**Task description**
Report back each line of the records that contains the string "impl".

**Working data**
use serde::{Deserialize, Serialize};
use std::fmt;
use std::ops::{Add, Index};

/// Gem colors, in the fixed order used by every 5-element array on the wire.
#[derive(Debug, Clone, Copy, PartialEq, Eq, Hash, PartialOrd, Ord, Serialize, Deserialize)]
#[serde(rename_all = "lowercase")]
pub enum Color {
    Brown,
    White,
    Red,
    Green,
    Blue,
}

impl Color {
    pub const ALL: [Color; 5] = [
        Color::Brown,
        Color::White,
        Color::Red,
        Color::Green,
        Color::Blue,
    ];

    pub const fn index(self) -> usize {
        self as usize
    }

    pub fn from_index(index: usize) -> Option<Color> {
        Color::ALL.get(index).copied()
    }
}

impl fmt::Display for Color {
    fn fmt(&self, f: &mut fmt::Formatter<'_>) -> fmt::Result {
        let name = match self {
            Color::Brown => "brown",
            Color::White => "white",
            Color::Red => "red",
            Color::Green => "green",
            Color::Blue => "blue",
        };
        f.write_str(name)
    }
}

/// A count of gems per color.
///
/// Components are unsigned, and every subtraction clamps at zero: taking
/// more than is present silently leaves zero instead of failing. Price,
/// bonus and asset arithmetic all rely on that.
#[derive(Debug, Clone, Copy, Default, PartialEq, Eq, Hash, Serialize, Deserialize)]
#[serde(transparent)]
pub struct GemSet([u32; 5]);

impl GemSet {
    pub const EMPTY: GemSet = GemSet([0; 5]);

    pub const fn new(gems: [u32; 5]) -> Self {
        Self(gems)
    }

    pub const fn uniform(amount: u32) -> Self {
        Self([amount; 5])
    }

    pub fn single(color: Color, amount: u32) -> Self {
        let mut gems = Self::EMPTY;
        gems.increase(color, amount);
        gems
    }

    pub fn get(&self, color: Color) -> u32 {
        self.0[color.index()]
    }

    pub fn increase(&mut self, color: Color, amount: u32) {
        self.0[color.index()] += amount;
    }

    /// Remove up to `amount` gems of `color`, stopping at zero.
    pub fn decrease(&mut self, color: Color, amount: u32) {
        let slot = &mut self.0[color.index()];
        *slot = slot.saturating_sub(amount);
    }

    pub fn subtract_clamped(&self, other: &GemSet) -> GemSet {
        GemSet(std::array::from_fn(|i| self.0[i].saturating_sub(other.0[i])))
    }

    pub fn component_min(&self, other: &GemSet) -> GemSet {
        GemSet(std::array::from_fn(|i| self.0[i].min(other.0[i])))
    }

    pub fn dominates(&self, other: &GemSet) -> bool {
        self.0.iter().zip(other.0.iter()).all(|(a, b)| a >= b)
    }

    pub fn total(&self) -> u32 {
        self.0.iter().sum()
    }

    pub fn as_array(&self) -> [u32; 5] {
        self.0
    }

    pub fn iter(&self) -> impl Iterator<Item = (Color, u32)> + '_ {
        Color::ALL.iter().map(move |&c| (c, self.get(c)))
    }
}

impl Add for GemSet {
    type Output = GemSet;

    fn add(self, other: GemSet) -> GemSet {
        GemSet(std::array::from_fn(|i| self.0[i] + other.0[i]))
    }
}

impl Index<Color> for GemSet {
    type Output = u32;

    fn index(&self, color: Color) -> &u32 {
        &self.0[color.index()]
    }
}

impl fmt::Display for GemSet {
    fn fmt(&self, f: &mut fmt::Formatter<'_>) -> fmt::Result {
        let parts: Vec<String> = self.0.iter().map(u32::to_string).collect();
        f.write_str(&parts.join(" "))
    }
}
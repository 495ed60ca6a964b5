pub mod bank;
pub mod cards;
pub mod game;
pub mod gems;
pub mod player;

pub use bank::Bank;
pub use cards::Card;
pub use game::{Game, TurnState};
pub use gems::{Color, GemSet};
pub use player::Player;
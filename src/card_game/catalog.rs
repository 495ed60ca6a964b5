//! Deck catalog loading.
//!
//! The catalog is a JSON object keyed by tier name. Each tier maps card ids
//! to `{ "color", "points", "price": [5 ints] }`. Tiers keep file order.

use serde::Deserialize;
use std::collections::BTreeMap;
use std::path::Path;

use crate::domain::{Card, Color, GemSet};
use crate::error::CatalogError;

#[derive(Debug, Deserialize)]
struct CatalogCard {
    color: Color,
    points: u32,
    price: GemSet,
}

#[derive(Debug, Clone)]
pub struct Tier {
    pub name: String,
    pub cards: Vec<Card>,
}

#[derive(Debug, Clone)]
pub struct DeckCatalog {
    tiers: Vec<Tier>,
}

impl DeckCatalog {
    pub fn load(path: impl AsRef<Path>) -> Result<Self, CatalogError> {
        let path = path.as_ref();
        let text = std::fs::read_to_string(path).map_err(|source| CatalogError::Read {
            path: path.to_path_buf(),
            source,
        })?;
        Self::from_json(&text)
    }

    pub fn from_json(json: &str) -> Result<Self, CatalogError> {
        let raw: serde_json::Map<String, serde_json::Value> = serde_json::from_str(json)?;

        let mut tiers = Vec::with_capacity(raw.len());
        for (name, value) in raw {
            let entries: BTreeMap<String, CatalogCard> = serde_json::from_value(value)?;
            if entries.is_empty() {
                return Err(CatalogError::EmptyTier(name));
            }
            let cards = entries
                .into_iter()
                .map(|(id, c)| Card::new(id, c.color, c.points, c.price))
                .collect();
            tiers.push(Tier { name, cards });
        }

        if tiers.is_empty() {
            return Err(CatalogError::NoTiers);
        }
        Ok(Self { tiers })
    }

    pub fn tiers(&self) -> &[Tier] {
        &self.tiers
    }
}

#[cfg(test)]
mod tests {
    use super::*;

    const SAMPLE: &str = r#"{
        "level3": { "c3": {"color": "blue", "points": 4, "price": [0, 0, 7, 0, 0]} },
        "level1": {
            "c1": {"color": "red", "points": 0, "price": [1, 1, 0, 1, 0]},
            "c2": {"color": "white", "points": 1, "price": [0, 0, 0, 4, 0]}
        }
    }"#;

    #[test]
    fn test_tiers_keep_file_order() {
        let catalog = DeckCatalog::from_json(SAMPLE).unwrap();
        let names: Vec<_> = catalog.tiers().iter().map(|t| t.name.as_str()).collect();
        assert_eq!(names, vec!["level3", "level1"]);
        assert_eq!(catalog.tiers()[1].cards.len(), 2);
    }

    #[test]
    fn test_card_fields_are_parsed() {
        let catalog = DeckCatalog::from_json(SAMPLE).unwrap();
        let c3 = &catalog.tiers()[0].cards[0];
        assert_eq!(c3.id, "c3");
        assert_eq!(c3.color, Color::Blue);
        assert_eq!(c3.points, 4);
        assert_eq!(c3.price, GemSet::new([0, 0, 7, 0, 0]));
    }

    #[test]
    fn test_rejects_bad_catalogs() {
        assert!(matches!(DeckCatalog::from_json("{}"), Err(CatalogError::NoTiers)));
        assert!(matches!(
            DeckCatalog::from_json(r#"{"level1": {}}"#),
            Err(CatalogError::EmptyTier(name)) if name == "level1"
        ));
        assert!(matches!(
            DeckCatalog::from_json(r#"{"l": {"x": {"color": "pink", "points": 0, "price": [0,0,0,0,0]}}}"#),
            Err(CatalogError::Parse(_))
        ));
        assert!(matches!(
            DeckCatalog::from_json(r#"{"l": {"x": {"color": "red", "points": 0, "price": [0,-1,0,0,0]}}}"#),
            Err(CatalogError::Parse(_))
        ));
    }

    #[test]
    fn test_missing_file() {
        let err = DeckCatalog::load("/nonexistent/decks.json").unwrap_err();
        assert!(matches!(err, CatalogError::Read { .. }));
    }

    #[test]
    fn test_bundled_catalog_loads() {
        let path = concat!(env!("CARGO_MANIFEST_DIR"), "/data/decks.json");
        let catalog = DeckCatalog::load(path).unwrap();
        assert_eq!(catalog.tiers().len(), 3);
        assert!(catalog.tiers().iter().all(|t| t.cards.len() >= 4));
    }
}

**Response to the task**
impl Color {
impl fmt::Display for Color {
impl GemSet {
    pub fn iter(&self) -> impl Iterator<Item = (Color, u32)> + '_ {
impl Add for GemSet {
impl Index<Color> for GemSet {
impl fmt::Display for GemSet {
impl DeckCatalog {
    pub fn load(path: impl AsRef<Path>) -> Result<Self, CatalogError> {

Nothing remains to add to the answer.